B.C. has a unique opportunity and must play a crucial role in the fight against global warming. The province is outstanding due to its large size, spectacular beauty, and vast natural resources that together confer wealth on a relatively small human population. Our use of this abundance, however, has been in many cases shortsighted and unfair.

A new vision is needed. It is justified by the recognition that critical change is now coming at an increasingly visible rate. We have significantly overstepped the planet’s capacity to provide what we demand, to absorb the pollution we produce, and to heal the wounds we have inflicted on its natural systems. In many parts of the world, lives and business as usual are already being disrupted by an increasingly unpredictable climate. 

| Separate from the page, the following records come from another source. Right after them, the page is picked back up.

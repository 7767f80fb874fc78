use std::fs;

use tempfile::tempdir;

use stackmap_cli::{Args, run};

fn args_for(output: String) -> Args {
    Args {
        output: Some(output),
        format: None,
        config: None,
        icon_dir: None,
        log_level: "off".to_string(),
    }
}

#[test]
fn e2e_smoke_test_dot_output() {
    let temp_dir = tempdir().expect("Failed to create temp directory");
    let output = temp_dir.path().join("docs").join("overview.dot");

    let path = run(&args_for(output.to_string_lossy().to_string()))
        .expect("Rendering the overview as DOT should succeed");
    assert_eq!(path, output);

    let dot = fs::read_to_string(&path).expect("Output file should exist");
    assert!(dot.starts_with("digraph"));
    for title in [
        "Cloud Development Kit (CDK)",
        "CDK Stack = Network",
        "CDK Stack = Hosts",
        "Networking Resources",
        "Compute Resources",
    ] {
        assert!(dot.contains(title), "missing cluster {title}");
    }

    // A second run recreates the same artifact.
    fs::remove_file(&path).unwrap();
    run(&args_for(output.to_string_lossy().to_string())).unwrap();
    assert_eq!(fs::read_to_string(&path).unwrap(), dot);
}

#[test]
fn e2e_smoke_test_config_file() {
    let temp_dir = tempdir().expect("Failed to create temp directory");
    let config_path = temp_dir.path().join("config.toml");
    let output = temp_dir.path().join("farm");
    fs::write(
        &config_path,
        format!(
            "[output]\npath = {:?}\nformat = \"dot\"\n\n[farm]\nservers = [\"Lobby\", \"Survival\"]\n",
            output.to_string_lossy()
        ),
    )
    .unwrap();

    let args = Args {
        config: Some(config_path.to_string_lossy().to_string()),
        log_level: "off".to_string(),
        ..Args::default()
    };
    let path = run(&args).expect("Rendering with a config file should succeed");

    assert_eq!(path, output.with_extension("dot"));
    let dot = fs::read_to_string(&path).unwrap();
    assert!(dot.contains("Server Survival"));
    assert!(!dot.contains("Server A"));
}

#[test]
fn e2e_smoke_test_error_cases() {
    let temp_dir = tempdir().expect("Failed to create temp directory");

    let missing_config = Args {
        config: Some(
            temp_dir
                .path()
                .join("missing.toml")
                .to_string_lossy()
                .to_string(),
        ),
        log_level: "off".to_string(),
        ..Args::default()
    };
    assert!(run(&missing_config).is_err());

    let empty_farm = temp_dir.path().join("empty.toml");
    fs::write(&empty_farm, "[farm]\nservers = []\n").unwrap();
    let args = Args {
        output: Some(
            temp_dir
                .path()
                .join("never.dot")
                .to_string_lossy()
                .to_string(),
        ),
        config: Some(empty_farm.to_string_lossy().to_string()),
        log_level: "off".to_string(),
        ..Args::default()
    };
    assert!(run(&args).is_err());
    assert!(!temp_dir.path().join("never.dot").exists());
}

Fortunately, solutions exist that enable us to save our natural systems while offering a sustainable lifestyle. Wind and solar are now beating the price of fossil-fuel energy in a growing number of countries. Grid and battery solutions are being developed at a mind-boggling pace.

Renewable-energy systems, improved resource and energy efficiency, mass transit, materials recycling, and new service models like the sharing economy are contributing more and cleaner jobs than resource-extraction sectors. Our province, like so many other parts of the world, needs the leadership necessary to quickly phase in solutions and phase out destructive activities. History shows that ecosystem breakdown makes societal collapse more likely. Now is the time to make the changes we need to make while relatively stable conditions prevail.

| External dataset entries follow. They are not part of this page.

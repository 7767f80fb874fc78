//! Stackmap Core Types and Definitions
//!
//! This crate provides the foundational types for declaring infrastructure
//! overview diagrams. It includes:
//!
//! - **Identifiers**: Interned element keys ([`identifier::Id`])
//! - **Colors**: CSS color parsing with Graphviz output ([`color::Color`])
//! - **Icons**: The closed catalog of resource icons ([`icon::Icon`])
//! - **Attributes**: Graph and cluster level visual settings ([`attributes`] module)
//! - **Semantic**: The diagram model and its builder ([`semantic`] module)

pub mod attributes;
pub mod color;
pub mod icon;
pub mod identifier;
pub mod semantic;
//! Catalog of resource icons.
//!
//! Icons are a closed set, grouped by provider and category the same way the
//! upstream icon packs are laid out on disk. When no icon directory is
//! available a node falls back to a category specific shape and fill color.

use std::{fmt, path::PathBuf};

/// Cloud provider owning an icon.
#[derive(Debug, Clone, Copy, PartialEq, Eq, Hash)]
pub enum Provider {
    Aws,
}

impl Provider {
    /// Directory name of the provider inside an icon pack.
    pub fn dir_name(self) -> &'static str {
        match self {
            Self::Aws => "aws",
        }
    }
}

/// Service category an icon belongs to.
#[derive(Debug, Clone, Copy, PartialEq, Eq, Hash)]
pub enum Category {
    Compute,
    Devtools,
    Management,
    Network,
    Storage,
}

impl Category {
    /// Directory name of the category inside a provider directory.
    pub fn dir_name(self) -> &'static str {
        match self {
            Self::Compute => "compute",
            Self::Devtools => "devtools",
            Self::Management => "management",
            Self::Network => "network",
            Self::Storage => "storage",
        }
    }

    /// Fill color used when the icon image is not available.
    pub fn fill_color(self) -> &'static str {
        match self {
            Self::Compute => "#ED7100",
            Self::Devtools => "#C925D1",
            Self::Management => "#E7157B",
            Self::Network => "#8C4FFF",
            Self::Storage => "#7AA116",
        }
    }

    /// Graphviz shape used when the icon image is not available.
    pub fn fallback_shape(self) -> &'static str {
        match self {
            Self::Compute => "box3d",
            Self::Devtools => "component",
            Self::Management => "folder",
            Self::Network => "hexagon",
            Self::Storage => "cylinder",
        }
    }
}

/// A resource icon from the catalog.
#[derive(Debug, Clone, Copy, PartialEq, Eq, Hash)]
pub enum Icon {
    // compute
    Ec2,
    Lambda,
    // devtools
    CloudDevelopmentKit,
    // management
    CloudformationStack,
    // network
    Vpc,
    PublicSubnet,
    InternetGateway,
    Nacl,
    // storage
    ElasticBlockStore,
    SimpleStorageService,
}

impl Icon {
    /// Every icon in the catalog, in declaration order.
    pub const ALL: [Icon; 10] = [
        Icon::Ec2,
        Icon::Lambda,
        Icon::CloudDevelopmentKit,
        Icon::CloudformationStack,
        Icon::Vpc,
        Icon::PublicSubnet,
        Icon::InternetGateway,
        Icon::Nacl,
        Icon::ElasticBlockStore,
        Icon::SimpleStorageService,
    ];

    pub fn provider(self) -> Provider {
        Provider::Aws
    }

    pub fn category(self) -> Category {
        match self {
            Self::Ec2 | Self::Lambda => Category::Compute,
            Self::CloudDevelopmentKit => Category::Devtools,
            Self::CloudformationStack => Category::Management,
            Self::Vpc | Self::PublicSubnet | Self::InternetGateway | Self::Nacl => {
                Category::Network
            }
            Self::ElasticBlockStore | Self::SimpleStorageService => Category::Storage,
        }
    }

    /// File stem of the icon image.
    pub fn resource_name(self) -> &'static str {
        match self {
            Self::Ec2 => "ec2",
            Self::Lambda => "lambda",
            Self::CloudDevelopmentKit => "cloud-development-kit",
            Self::CloudformationStack => "cloudformation-stack",
            Self::Vpc => "vpc",
            Self::PublicSubnet => "public-subnet",
            Self::InternetGateway => "internet-gateway",
            Self::Nacl => "nacl",
            Self::ElasticBlockStore => "elastic-block-store-ebs",
            Self::SimpleStorageService => "simple-storage-service-s3",
        }
    }

    /// Relative path of the icon image inside an icon pack,
    /// e.g. `aws/compute/ec2.png`.
    ///
    /// # Examples
    ///
    /// ```
    /// use stackmap_core::icon::Icon;
    ///
    /// let path = Icon::PublicSubnet.relative_path();
    /// assert_eq!(path.to_str(), Some("aws/network/public-subnet.png"));
    /// ```
    pub fn relative_path(self) -> PathBuf {
        PathBuf::from(self.provider().dir_name())
            .join(self.category().dir_name())
            .join(format!("{}.png", self.resource_name()))
    }
}

impl fmt::Display for Icon {
    fn fmt(&self, f: &mut fmt::Formatter<'_>) -> fmt::Result {
        write!(
            f,
            "{}/{}/{}",
            self.provider().dir_name(),
            self.category().dir_name(),
            self.resource_name()
        )
    }
}

#[cfg(test)]
mod tests {
    use std::collections::HashSet;

    use super::*;

    #[test]
    fn test_categories() {
        assert_eq!(Icon::Ec2.category(), Category::Compute);
        assert_eq!(Icon::CloudDevelopmentKit.category(), Category::Devtools);
        assert_eq!(Icon::CloudformationStack.category(), Category::Management);
        assert_eq!(Icon::Vpc.category(), Category::Network);
        assert_eq!(Icon::SimpleStorageService.category(), Category::Storage);
    }

    #[test]
    fn test_resource_names_are_unique() {
        let names: HashSet<_> = Icon::ALL.iter().map(|icon| icon.to_string()).collect();
        assert_eq!(names.len(), Icon::ALL.len());
    }

    #[test]
    fn test_relative_path() {
        assert_eq!(
            Icon::CloudformationStack.relative_path(),
            PathBuf::from("aws/management/cloudformation-stack.png")
        );
    }

    #[test]
    fn test_display() {
        assert_eq!(Icon::Ec2.to_string(), "aws/compute/ec2");
    }
}
//! Error types for stackmap operations.
//!
//! This module provides the main error type [`StackmapError`] which wraps the
//! error conditions that can occur while declaring or rendering a diagram.

use std::io;

use thiserror::Error;

use stackmap_core::semantic::DiagramError;

use crate::export;

/// The main error type for stackmap operations.
#[derive(Debug, Error)]
pub enum StackmapError {
    #[error("I/O error: {0}")]
    Io(#[from] io::Error),

    #[error("Diagram error: {0}")]
    Diagram(#[from] DiagramError),

    #[error("Configuration error: {0}")]
    Config(String),

    #[error("Export error: {0}")]
    Export(#[from] export::Error),
}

A coherent response to the climate crisis requires far-reaching steps to reduce climate pollution, moving to low-carbon economy, and saving nature at the same time without pretending we can take one step at a time. Stopping the pollution from our old economic system is crucial to maintain a healthy environment as a basis for the new economy. Increasing protection of ecosystems on land and in the sea to safeguard environmental services is also tied to maintaining the foundations for long-term prosperity.

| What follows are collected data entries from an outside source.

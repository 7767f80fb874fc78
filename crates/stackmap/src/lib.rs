//! Stackmap - declares the server farm architecture overview and renders it
//! with Graphviz.
//!
//! The overview is a fixed graph of CDK stacks, network constructs and compute
//! instances, grouped into nested clusters. Layout and image encoding are left
//! to the Graphviz `dot` executable.

pub mod config;
pub mod export;
pub mod overview;

mod error;

pub use stackmap_core::{attributes, color, icon, identifier, semantic};

pub use error::StackmapError;

use std::{fs, path::PathBuf};

use log::{debug, info, trace};

use config::AppConfig;
use export::dot::DotExporter;

/// Builder for declaring and rendering the overview diagram.
///
/// # Examples
///
/// ```rust,no_run
/// use stackmap::{DiagramBuilder, config::AppConfig};
///
/// let builder = DiagramBuilder::new(AppConfig::default());
///
/// // Declare the overview
/// let diagram = builder.build().expect("Failed to declare");
///
/// // Render it and write docs/overview.png
/// let path = builder.write(&diagram).expect("Failed to render");
/// println!("{}", path.display());
/// ```
#[derive(Default)]
pub struct DiagramBuilder {
    config: AppConfig,
}

impl DiagramBuilder {
    /// Create a new diagram builder with the given configuration.
    pub fn new(config: AppConfig) -> Self {
        Self { config }
    }

    pub fn config(&self) -> &AppConfig {
        &self.config
    }

    /// Declare the server farm overview.
    ///
    /// # Errors
    ///
    /// Returns `StackmapError` for an invalid configuration or a structural
    /// error in the declared graph.
    pub fn build(&self) -> Result<semantic::Diagram, StackmapError> {
        info!("Declaring diagram");

        let diagram = overview::server_farm(self.config.farm(), self.config.style())?;

        debug!("Diagram declared successfully");
        trace!(diagram:?; "Declared diagram");

        Ok(diagram)
    }

    /// Produce the DOT source of a diagram.
    ///
    /// # Examples
    ///
    /// ```
    /// use stackmap::DiagramBuilder;
    ///
    /// let builder = DiagramBuilder::default();
    /// let diagram = builder.build().unwrap();
    /// let dot = builder.to_dot(&diagram).unwrap();
    /// assert!(dot.contains("Cloud Development Kit (CDK)"));
    /// ```
    pub fn to_dot(&self, diagram: &semantic::Diagram) -> Result<String, StackmapError> {
        let exporter = DotExporter::new().with_icon_dir(self.config.icons().directory());
        Ok(exporter.to_dot(diagram)?)
    }

    /// Render a diagram in the configured output format.
    ///
    /// # Errors
    ///
    /// Returns `StackmapError::Config` when the output path names a different
    /// format, and `StackmapError::Export` when Graphviz is missing or fails.
    pub fn render(&self, diagram: &semantic::Diagram) -> Result<Vec<u8>, StackmapError> {
        let format = self.config.output().format();
        self.config
            .output()
            .validate()
            .map_err(StackmapError::Config)?;
        info!(format = format.extension(); "Rendering diagram");

        let dot = self.to_dot(diagram)?;
        let bytes = export::render(dot, format)?;

        info!(bytes = bytes.len(); "Diagram rendered successfully");
        Ok(bytes)
    }

    /// Render a diagram and write it to the configured output file,
    /// overwriting any existing file. Missing parent directories are created.
    ///
    /// Returns the path of the written file.
    pub fn write(&self, diagram: &semantic::Diagram) -> Result<PathBuf, StackmapError> {
        let path = self.config.output().file_path();
        let bytes = self.render(diagram)?;

        if let Some(parent) = path.parent().filter(|p| !p.as_os_str().is_empty()) {
            fs::create_dir_all(parent)?;
        }
        fs::write(&path, bytes)?;

        info!(path = path.display().to_string(); "Diagram written");
        Ok(path)
    }
}
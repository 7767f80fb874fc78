//! Integration tests for the DiagramBuilder API
//!
//! These tests verify that the public API works and is usable.

use stackmap::{
    DiagramBuilder, StackmapError,
    attributes::ClusterAttributes,
    config::AppConfig,
    export::dot::DotExporter,
    icon::Icon,
    semantic::{DiagramError, GraphBuilder},
};

#[test]
fn test_builder_api_exists() {
    let _builder = DiagramBuilder::default();
}

#[test]
fn test_build_default_overview() {
    let builder = DiagramBuilder::new(AppConfig::default());
    let result = builder.build();
    assert!(
        result.is_ok(),
        "Should declare the overview: {:?}",
        result.err()
    );
}

#[test]
fn test_builder_reusability() {
    let builder = DiagramBuilder::default();

    let diagram1 = builder.build().expect("Failed to declare diagram1");
    let dot1 = builder.to_dot(&diagram1).expect("Failed to export diagram1");

    let diagram2 = builder.build().expect("Failed to declare diagram2");
    let dot2 = builder.to_dot(&diagram2).expect("Failed to export diagram2");

    assert!(dot1.starts_with("digraph"), "First export should be DOT");
    assert_eq!(dot1, dot2);
}

#[test]
fn test_custom_graph_through_public_api() {
    let mut builder = GraphBuilder::new("Backups");
    let (_, (lambda, bucket)) = builder
        .cluster("api_backups", "Game Backups", ClusterAttributes::new(), |b| {
            let lambda = b.node("api_handler", "Backup\nHandler", Icon::Lambda)?;
            let bucket = b.node("api_bucket", "Backups", Icon::SimpleStorageService)?;
            Ok((lambda, bucket))
        })
        .expect("Failed to declare cluster");
    let volume = builder
        .node("api_volume", "Game Volume", Icon::ElasticBlockStore)
        .unwrap();
    builder.connect(volume, lambda).unwrap();
    builder.connect(lambda, bucket).unwrap();

    let diagram = builder.build().expect("Failed to build");
    let dot = DotExporter::new().to_dot(&diagram).expect("Failed to export");

    assert!(dot.contains("\"Backup\\nHandler\""));
    assert!(dot.contains("\"Game Backups\""));
    assert!(dot.contains("\"Backups\""));
}

#[test]
fn test_diagram_error_converts() {
    let mut builder = GraphBuilder::new("");
    builder.node("api_dup", "One", Icon::Ec2).unwrap();
    let err: StackmapError = builder
        .node("api_dup", "Two", Icon::Ec2)
        .unwrap_err()
        .into();

    assert!(matches!(
        err,
        StackmapError::Diagram(DiagramError::DuplicateKey(_))
    ));
    assert!(err.to_string().contains("api_dup"));
}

 B.C.’s new provincial government made far-reaching policy commitments for people and the planet. Sierra Club B.C. has developed a vision called The Future is Here to support the needed policy changes. To defend our communities and environment now and into the future, B.C. needs to show leadership in three key areas: climate action, nature conservation, and a low-carbon economy.

Climate action

B.C. must follow climate science, meet existing emissions-reduction targets, and set new ambitious targets to exceed the Paris Agreement. We must expand and increase the provincial carbon tax and declare the majority of our vast fossil-fuel reserves off-limits to extraction, based on the newest carbon budget research. We have sufficient renewable-energy sources and low-carbon solutions to become carbon neutral before 2050.

Nature conservation

Our environment is healthy enough that we can set aside 50 percent of it in support of nature. We need an expanded network of protected areas with new and existing land-use designations that address Aboriginal title, respect cultural values, and give priority to species and carbon sinks while allowing appropriate uses.  We can allow species the means to adapt to the changing climate while protecting clean water, air, and soils for our children. B.C.’s globally rare temperate-old-growth rainforests are a particularly spectacular example of resilient ecosystems with outstanding values for species, communities, and climate that we can save if we act today.

Low carbon economy

By redirecting resources and political priorities, we can create new, better, and safer jobs and build a low-carbon economy that maintains our high quality of life with a greatly reduced resource footprint. We can and must phase out oil-and-gas activities such as fracking and the Kinder Morgan pipeline and tanker proposal that destroy our environment and are increasingly uneconomic as international climate agreements are implemented.

Sierra Club B.C.’s The Future Is Here vision includes 10 recommendations outlining more detailed steps to address these three areas of action.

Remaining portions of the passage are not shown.